西武新宿線 高田馬場 洋包丁さん

今日は高田馬場の洋包丁さんです。
学生のころから通っている店だから、もう三十年以上の付き合いになります。
特別な理由があったわけじゃないのですが、腹が減って、気取らず食べられて、ちゃんと満たされる。
ただそれだけで、足は自然とこの店に向かっていました。

実は今日は、いつも頼む「からし焼き」のつもりだったんです。
けれど食券機の前で、ふと気が緩んだのか、間違えて選んだのはポーク焼肉。
まあ、こういうこともありますよね。
この店では、そういう“想定外”も含めて、だいたい正解になるのです。

皿の上には、焼き上げられた豚肉と、山盛りのキャベツ。
そして、いつものように脇を固める、少量のスパゲッティ。
ほんのりカレー味がついていて、主役を邪魔しないけれど、確実に記憶に残る存在です。

学生のころは、正直そこまで意識していなかったかもしれません。
「なんか付いてくるもの」くらいの感覚だった、でも、あとになって知りました。
洋食屋のスパゲッティは、肉の脂を受け止め、口を休ませ、最後まで食べ切らせるためのものだと。

なるほど、って思ったんです。
三十年通っていて、知らなかった理由が、まだ残っていたこと、それが、なんだかうれしかった。
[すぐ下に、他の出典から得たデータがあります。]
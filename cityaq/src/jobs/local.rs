//! In-process executor.
//!
//! Runs a [`Model`] on the blocking thread pool and keeps job state in
//! memory. Useful for development and for deployments without a job
//! cluster; [`ProportionalModel`] is a screening model that maps each
//! emitted species straight onto its concentration column, or spreads
//! inventory sectors evenly over the outer nest.

use std::collections::HashMap;
use std::sync::Arc;

use parking_lot::RwLock;
use serde_json::{Map, Value};
use tracing::{debug, info, warn};

use super::executor::{FileSet, JobHandle, JobSpec, JobState, RemoteExecutor, RemoteStatus};
use super::result::OUTPUT_FILE;
use super::simulation::{SimulationConfig, CONFIG_FILE, EMISSIONS_FILE, MASK_FILE};
use super::JobError;
use crate::cache::BoxFuture;
use crate::geom::geojson::{Feature, FeatureCollection, Geometry};
use crate::geom::{Bounds, Point, Polygon};

/// An air-quality model that turns input files into output files.
pub trait Model: Send + Sync + 'static {
    /// Run to completion. An `Err` becomes the job's failure message.
    fn run(&self, spec: &JobSpec) -> Result<FileSet, String>;
}

#[derive(Debug, Clone)]
struct LocalJob {
    state: JobState,
    message: String,
    output: FileSet,
}

/// Executor running jobs in this process.
pub struct LocalExecutor {
    model: Arc<dyn Model>,
    jobs: Arc<RwLock<HashMap<String, LocalJob>>>,
}

impl LocalExecutor {
    pub fn new(model: Arc<dyn Model>) -> Self {
        Self {
            model,
            jobs: Arc::new(RwLock::new(HashMap::new())),
        }
    }

    /// Number of jobs currently known, finished or not.
    pub fn job_count(&self) -> usize {
        self.jobs.read().len()
    }
}

impl RemoteExecutor for LocalExecutor {
    fn submit(&self, spec: JobSpec) -> BoxFuture<'_, Result<JobHandle, JobError>> {
        Box::pin(async move {
            let handle = JobHandle::new(spec.name.clone());
            {
                let mut jobs = self.jobs.write();
                if let Some(existing) = jobs.get(&spec.name) {
                    if existing.state != JobState::Failed {
                        debug!(job = %spec.name, "Attaching to existing job");
                        return Ok(handle);
                    }
                }
                jobs.insert(
                    spec.name.clone(),
                    LocalJob {
                        state: JobState::Running,
                        message: String::new(),
                        output: FileSet::new(),
                    },
                );
            }

            let model = Arc::clone(&self.model);
            let jobs = Arc::clone(&self.jobs);
            tokio::task::spawn_blocking(move || {
                let outcome = model.run(&spec);
                let mut jobs = jobs.write();
                let Some(job) = jobs.get_mut(&spec.name) else {
                    return;
                };
                match outcome {
                    Ok(output) => {
                        info!(job = %spec.name, files = output.len(), "Local job complete");
                        job.state = JobState::Complete;
                        job.output = output;
                    }
                    Err(message) => {
                        warn!(job = %spec.name, %message, "Local job failed");
                        job.state = JobState::Failed;
                        job.message = message;
                    }
                }
            });
            Ok(handle)
        })
    }

    fn status<'a>(&'a self, handle: &'a JobHandle) -> BoxFuture<'a, Result<RemoteStatus, JobError>> {
        Box::pin(async move {
            let jobs = self.jobs.read();
            Ok(match jobs.get(&handle.name) {
                Some(job) => RemoteStatus::new(job.state, job.message.clone()),
                None => RemoteStatus::new(
                    JobState::Missing,
                    format!("job {} does not exist", handle.name),
                ),
            })
        })
    }

    fn output<'a>(&'a self, handle: &'a JobHandle) -> BoxFuture<'a, Result<FileSet, JobError>> {
        Box::pin(async move {
            let jobs = self.jobs.read();
            match jobs.get(&handle.name) {
                Some(job) if job.state == JobState::Complete => Ok(job.output.clone()),
                Some(job) => Err(JobError::Remote(format!(
                    "job {} is {}, not complete",
                    handle.name, job.state
                ))),
                None => Err(JobError::Remote(format!(
                    "job {} does not exist",
                    handle.name
                ))),
            }
        })
    }

    fn delete<'a>(&'a self, handle: &'a JobHandle) -> BoxFuture<'a, Result<(), JobError>> {
        Box::pin(async move {
            match self.jobs.write().remove(&handle.name) {
                Some(_) => Ok(()),
                None => Err(JobError::Remote(format!(
                    "job {} does not exist",
                    handle.name
                ))),
            }
        })
    }
}

// =============================================================================
// Screening model
// =============================================================================

/// Concentration proportional to local emissions, cell by cell.
///
/// With an emissions input, writes one output feature per input cell:
/// `PrimPM25 = PM2_5 * factor`, `pNH4 = NH3 * factor`, `pNO3 = NOx * factor`,
/// `pSO4 = SOx * factor`, `SOA = VOC * factor`, and a constant population.
///
/// Inventory runs have no emissions input. Every outer-nest cell of the
/// configured domain then gets `factor` per inventory sector in each
/// column, restricted to cells overlapping the emission mask's bounds
/// when one is given.
#[derive(Debug, Clone, Copy)]
pub struct ProportionalModel {
    pub factor: f64,
    pub population_per_cell: f64,
}

impl Default for ProportionalModel {
    fn default() -> Self {
        Self {
            factor: 1.0,
            population_per_cell: 1.0,
        }
    }
}

impl Model for ProportionalModel {
    fn run(&self, spec: &JobSpec) -> Result<FileSet, String> {
        let features = match spec.files.get(EMISSIONS_FILE) {
            Some(data) => {
                let input: FeatureCollection =
                    serde_json::from_slice(data).map_err(|e| format!("reading emissions: {e}"))?;
                input
                    .features
                    .iter()
                    .map(|f| {
                        let geometry = f
                            .geometry
                            .clone()
                            .ok_or_else(|| "emissions feature without geometry".to_string())?;
                        Ok(self.output_feature(geometry, |name| f.number(name).unwrap_or(0.0)))
                    })
                    .collect::<Result<Vec<_>, String>>()?
            }
            None => self.inventory_features(spec)?,
        };
        let body = serde_json::to_vec(&FeatureCollection::new(features))
            .map_err(|e| format!("writing output: {e}"))?;
        Ok(FileSet::from([(OUTPUT_FILE.to_string(), body)]))
    }
}

impl ProportionalModel {
    fn inventory_features(&self, spec: &JobSpec) -> Result<Vec<Feature>, String> {
        let data = spec
            .files
            .get(CONFIG_FILE)
            .ok_or_else(|| format!("job has neither {EMISSIONS_FILE} nor {CONFIG_FILE}"))?;
        let config: SimulationConfig =
            serde_json::from_slice(data).map_err(|e| format!("reading config: {e}"))?;

        let mask = match spec.files.get(MASK_FILE) {
            Some(data) => {
                let geometry: Geometry =
                    serde_json::from_slice(data).map_err(|e| format!("reading mask: {e}"))?;
                let polygon = geometry
                    .to_polygon()
                    .ok_or_else(|| "emission mask is not a polygon".to_string())?;
                Some(polygon.bounds().map_err(|e| format!("emission mask: {e}"))?)
            }
            None => None,
        };

        let emission = config.inventory.len() as f64;
        let d = &config.domain;
        let nx = d.xnests.first().copied().unwrap_or(0);
        let ny = d.ynests.first().copied().unwrap_or(0);
        let mut features = Vec::new();
        for j in 0..ny {
            for i in 0..nx {
                let min = Point::new(d.xo + i as f64 * d.dx, d.yo + j as f64 * d.dy);
                let cell = Bounds::new(min, Point::new(min.x + d.dx, min.y + d.dy));
                if mask.is_some_and(|m| !m.overlaps(&cell)) {
                    continue;
                }
                let geometry = Geometry::from_polygon(&Polygon::rect(cell.min, cell.max));
                features.push(self.output_feature(geometry, |_| emission));
            }
        }
        Ok(features)
    }

    fn output_feature(&self, geometry: Geometry, emission: impl Fn(&str) -> f64) -> Feature {
        let species = |name: &str| emission(name) * self.factor;
        let mut props = Map::new();
        props.insert("pop".into(), Value::from(self.population_per_cell));
        props.insert("mort".into(), Value::from(0.0));
        props.insert("PrimPM25".into(), Value::from(species("PM2_5")));
        props.insert("SOA".into(), Value::from(species("VOC")));
        props.insert("pNH4".into(), Value::from(species("NH3")));
        props.insert("pNO3".into(), Value::from(species("NOx")));
        props.insert("pSO4".into(), Value::from(species("SOx")));
        Feature {
            kind: "Feature".into(),
            geometry: Some(geometry),
            properties: props,
        }
    }
}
年を重ねて、量は正直きつくなりました。今日も大盛りのつもりが日和って普通盛りです。
それでも、ここに来ると、つい同じような気持ちで一皿を頼んでしまいます。
胃袋だけでなく、気持ちのほうまで面倒を見てもらっているからなのかもしれません。

皿の隅のカレー味スパゲッティまで含めて、ここの定食は、ずっと変わらず、こちらを迎えてくれる。
たぶん、これからもそうだ。そんな気がするんですよね。

<おまけ>

もともと洋食は、日本に入ってきたとき「一皿で完結するごちそう」として発展したんだそうです。
ポーク焼肉やハンバーグの横にあるスパゲティは、イタリア料理としての主役ではなく、肉の旨味を受け止める“付け合わせ”。ソースや脂を吸って、最後まで無駄にしないための存在だったのだそうです。学生の頃はそんなことを考えもしませんでしたが、今にしてカレー味スパゲッティを最後に食べながらちょっとそんなことを考えていました。

今日も美味しかったです。大学時代のお礼も一緒に・・・ごちそうさまでした!